Now I'm tired and kinda blah -- obviously I'm adjusting back down to my normal dose. I'm sure that will go away and I'll feel semi-normal again soon. Maybe one of these days I'll have the guts to stick with a higher dose, and see if it does even out and make me feel better.

One last thing I noticed: when I was on the higher dose, my veins were much more prominent throughout my body. Very noticeably so. Any reason why that would be, or is it coincidental? It's gone back down now that I'm back on 125 mcgs.

Thanks!


----------



## lainey (Aug 26, 2010)

Increased fluid, maybe? They say your veins are "fat" when you're well hydrated. If the dose is a little high, your blood pressure could be up a little too, perhaps?

As for "how long you're supposed to feel strange" I suppose it's a little fatalistic, but I have just come to accept it as a new normal and ignore it. It's better than how I felt with out meds for sure. "Riding it out" is several months, 6 months maybe longer. Some swings are natural--even normal people don't feel equally good all the time I don't think--they have periods when they are busy or stressed and tired and it all washes out. Repeatedly adjusting the medication however, sets up the continuous transitions--which after a while can become their own source of symptoms.


----------



## Hypoman (Aug 7, 2010)

Very good points Lainey. Thank you for your responses. Sometimes it helps to just talk about it. I think we (thyroid patients) can be very sensitive to any tiny changes in our health -- we become very good at sensing these changes, almost to a fault. Like you said, everyone has ups and downs, and we tend to blame everything on the thyroid.

I probably should have stayed at 137 mcgs this time, and called it a final test at that level. Oh well. We'll see what happens. Thanks again.


----------



## midgetmaid (Jul 22, 2010)

You might need a dose that's between the two.

Renee


----------



## Octavia (Aug 1, 2011)

It sounds to me like your body is super-sensitive to small dose changes.

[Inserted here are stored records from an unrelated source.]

//! Password-based envelope encryption.
//!
//! Provides key derivation, authenticated encryption, the injected random
//! source, and the fixed-offset envelope layout tying them together.

pub mod aead;
pub mod envelope;
pub mod kdf;
pub mod random;

pub use envelope::{
    ENCRYPTED_SUFFIX, EnvelopeCodec, EnvelopeParts, open, opened_file_name, seal,
    sealed_file_name,
};
pub use kdf::{DerivedKey, KdfParams, derive_key};
pub use random::{OsRandom, SecureRandom};

/// Length of the salt (16 bytes).
pub const SALT_LEN: usize = 16;
/// Length of the nonce (12 bytes for AES-256-GCM).
pub const NONCE_LEN: usize = 12;
/// Length of the authentication tag appended by AES-256-GCM (16 bytes).
pub const TAG_LEN: usize = 16;
/// Length of the encryption key (32 bytes / 256 bits).
pub const KEY_LEN: usize = 32;
/// Salt followed by nonce.
pub const HEADER_LEN: usize = SALT_LEN + NONCE_LEN;
/// Smallest valid envelope: header plus the tag of an empty plaintext.
pub const MIN_ENVELOPE_LEN: usize = HEADER_LEN + TAG_LEN;
//! Error types crossing the library boundary.
//!
//! Messages are static on purpose: nothing derived from a password, key
//! or plaintext is ever formatted into an error.

use thiserror::Error;
use uuid::Uuid;

/// Failures of the envelope engine.
#[derive(Debug, Error, Clone, PartialEq, Eq)]
pub enum EnvelopeError {
    /// Secure randomness or a cryptographic primitive is unusable.
    #[error("crypto configuration failure: {0}")]
    Configuration(&'static str),

    /// Input to `open` is shorter than the smallest valid envelope.
    #[error("malformed envelope: {len} bytes is below the minimum envelope size")]
    MalformedEnvelope { len: usize },

    /// Tag verification failed. Wrong password and tampering are
    /// deliberately indistinguishable.
    #[error("decryption failed: wrong password or corrupted file")]
    Decryption,

    /// `seal` could not produce an envelope.
    #[error("encryption failed: {0}")]
    Encryption(&'static str),
}

/// Result alias for envelope operations.
pub type EnvelopeResult<T> = Result<T, EnvelopeError>;

#[derive(Debug, Error)]
pub enum CatalogError {
    #[error("no vault entry with id '{0}'")]
    NotFound(Uuid),
    #[error("vault entry '{0}' already exists")]
    AlreadyExists(Uuid),
}

#[cfg(test)]
mod tests {
    use super::*;

    #[test]
    fn decryption_message_does_not_hint_at_cause() {
        let msg = EnvelopeError::Decryption.to_string();
        assert!(msg.contains("wrong password or corrupted file"));
        assert!(!msg.contains("tag"));
        assert!(!msg.contains("salt"));
    }

    #[test]
    fn malformed_reports_length() {
        let msg = EnvelopeError::MalformedEnvelope { len: 7 }.to_string();
        assert!(msg.contains("7 bytes"));
    }
}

I wonder if more of a gradual increase might work better for you...something like alternating days for a couple of months, then 2 days at 137, 1 day at 125. I don't know. But I agree with the posts above about trying to ride it out a little longer to see the "true" effect, especially since your symptoms and your labwork evidently called for a slight increase. Food for thought.


----------